Li looked around at the endless bookshelves surrounding them, the scragged housing a few hundred meters away, the ramen shop halfway up a floating cliff-face of lime crystal dividing sections of the Library. Swooping away from the shop was a man held aloft by butterfly wings made of stained glass, his eyes glowing orbs emitting yellow mist. A circle of scholars sat around a small blue fire pit, the pyre lighting up their faces as they discussed some magical treatise or another. Or they could be talking about their latest bender, for all she knew.

Absent-mindedly, Li reached down and placed her hand on her holstered sidearm.

“You’re absolutely sure the Librarians won’t mind us being… equipped?”

Chao laughed. “No, people bring weapons into the Library all the time. The only problem is when someone uses them. Any violence against a patron will get you kicked out, or worse.”

“Just worried. We’re on thin ice already, having been blocked from the Stacks for so long. I don’t want to give them an excuse. I’d love to take time to see the sights, but our mission is more important than that.”

“Our mission is to grab some fucking books.” Amy Corwin walked up beside the two of them. Her gaze panned over the nearby stacks then her eyes unfocused, like she was staring out towards the horizon.

“Where did you go?” Li asked.

Amy refocused her gaze at the agent. “Fuck off, Jailor.”

Chao placed a hand on Amy’s arm.

“Alright, alright. I got it. All on the same side now. Yeah.” Amy looked up at the distant twinkling ceiling of the library, endless meters away. “Shut up. I said I got it.”

Amy walked on. Chao turned to Li with a lopsided frown. “Sorry about that. She has a lot of issues with the new system, given how your previous organization treated her.”

“She’s not alone,” Li said. “It’ll be an uphill battle getting anyone to trust us.”

“We’ve all done things we regret in this conflict. The best way forward is the path we’re taking… together.”

Li didn’t say anything, she just watched Amy Corwin walk away. She turned and made sure the rest of the party was keeping up – researchers, other thaumaturgists, and a few other agents.

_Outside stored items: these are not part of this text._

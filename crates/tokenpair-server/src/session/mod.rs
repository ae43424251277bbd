//! Session rotation protocol.
//!
//! [`SessionService`] issues token pairs, rotates them on refresh while
//! enforcing the user-agent binding, and revokes them on logout.

mod error;
mod service;


pub use error::AuthError;
pub use service::{RotationOutcome, SessionService, TokenPair};
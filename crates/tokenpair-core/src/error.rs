//! Error types for `tokenpair` core library.

use thiserror::Error;

/// Result type alias using the core `Error`.
pub type Result<T> = std::result::Result<T, Error>;

/// Core error types for `tokenpair` operations.
#[derive(Debug, Error)]
pub enum Error {
    /// Configuration error
    #[error("Configuration error: {0}")]
    Config(String),

    /// Global tracing subscriber could not be installed
    #[error("Tracing setup error: {0}")]
    Tracing(String),

    /// Layered configuration did not deserialize
    #[error("JSON error: {0}")]
    Json(#[from] serde_json::Error),
}
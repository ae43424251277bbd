//! Shared database types and utilities.
//!
//! Provides `DatabaseError`, `unix_timestamp()` and the `SQLite` pool
//! helpers used by the server's storage layer.

use std::path::Path;
use std::str::FromStr;
use std::time::{Duration, SystemTime, UNIX_EPOCH};

use sqlx::sqlite::{SqliteConnectOptions, SqlitePoolOptions};
use sqlx::{Pool, Sqlite};
use tracing::info;

/// Database errors.
///
/// Constraint violations are split out of `Query` so callers can map them to
/// domain errors without string matching.
#[derive(Debug, thiserror::Error)]
pub enum DatabaseError {
    #[error("I/O error: {0}")]
    Io(String),

    #[error("Connection error: {0}")]
    Connection(String),

    #[error("Migration error: {0}")]
    Migration(String),

    #[error("Query error: {0}")]
    Query(String),

    #[error("Not found: {0}")]
    NotFound(String),

    #[error("Unique constraint violated: {0}")]
    Conflict(String),

    #[error("Foreign key constraint violated: {0}")]
    ForeignKey(String),
}

impl From<sqlx::Error> for DatabaseError {
    fn from(e: sqlx::Error) -> Self {
        if let Some(db_err) = e.as_database_error() {
            if db_err.is_unique_violation() {
                return Self::Conflict(db_err.message().to_string());
            }
            if db_err.is_foreign_key_violation() {
                return Self::ForeignKey(db_err.message().to_string());
            }
        }
        match e {
            sqlx::Error::PoolTimedOut | sqlx::Error::PoolClosed => {
                Self::Connection(e.to_string())
            }
            other => Self::Query(other.to_string()),
        }
    }
}

/// Pool tuning shared by file-backed databases.
#[derive(Debug, Clone, Copy)]
pub struct PoolSettings {
    /// Maximum open connections.
    pub max_connections: u32,
    /// How long `SQLite` waits on a locked database before failing.
    pub busy_timeout: Duration,
    /// How long a caller waits for a free pooled connection.
    pub acquire_timeout: Duration,
}

impl Default for PoolSettings {
    fn default() -> Self {
        Self {
            max_connections: 5,
            busy_timeout: Duration::from_secs(5),
            acquire_timeout: Duration::from_secs(10),
        }
    }
}

/// Open (or create) a `SQLite` connection pool at the given file path.
///
/// Creates the parent directory if it does not exist, enables WAL journal
/// mode and foreign keys, and applies the busy/acquire timeouts from
/// `settings`.
pub async fn open_pool(path: &Path, settings: PoolSettings) -> Result<Pool<Sqlite>, DatabaseError> {
    if let Some(parent) = path.parent() {
        std::fs::create_dir_all(parent).map_err(|e| DatabaseError::Io(e.to_string()))?;
    }

    let options = SqliteConnectOptions::from_str(&format!("sqlite:{}?mode=rwc", path.display()))
        .map_err(|e| DatabaseError::Connection(e.to_string()))?
        .journal_mode(sqlx::sqlite::SqliteJournalMode::Wal)
        .foreign_keys(true)
        .busy_timeout(settings.busy_timeout);

    let pool = SqlitePoolOptions::new()
        .max_connections(settings.max_connections)
        .acquire_timeout(settings.acquire_timeout)
        .connect_with(options)
        .await
        .map_err(|e| DatabaseError::Connection(e.to_string()))?;

    info!(path = %path.display(), "Database opened");

    Ok(pool)
}

/// Open an in-memory `SQLite` connection pool (for testing).
///
/// Limited to one connection: every `sqlite::memory:` connection is its own
/// database, so a second connection would not see the schema.
pub async fn open_pool_in_memory() -> Result<Pool<Sqlite>, DatabaseError> {
    let options = SqliteConnectOptions::from_str("sqlite::memory:")
        .map_err(|e| DatabaseError::Connection(e.to_string()))?
        .foreign_keys(true);

    let pool = SqlitePoolOptions::new()
        .max_connections(1)
        .idle_timeout(None)
        .max_lifetime(None)
        .connect_with(options)
        .await
        .map_err(|e| DatabaseError::Connection(e.to_string()))?;

    Ok(pool)
}

/// Returns the current time as a Unix timestamp (seconds since epoch).
#[allow(clippy::cast_possible_wrap)]
pub fn unix_timestamp() -> i64 {
    SystemTime::now()
        .duration_since(UNIX_EPOCH)
        .unwrap_or_default()
        .as_secs() as i64
}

When she turned back to the Black Queen, Chao was holding out the book to her. The Once and Future Tyrant – A Comprehensive Survey of Alternative Versions of the SCP Foundation from the Multiverse.

“What’s this about? I get it, we’re the bad guys. But surely in some universe we did more go–”

“This is more interesting because of what it’s missing,” Chao said.

“What?”

“There’s no mention of Vanguard anywhere.”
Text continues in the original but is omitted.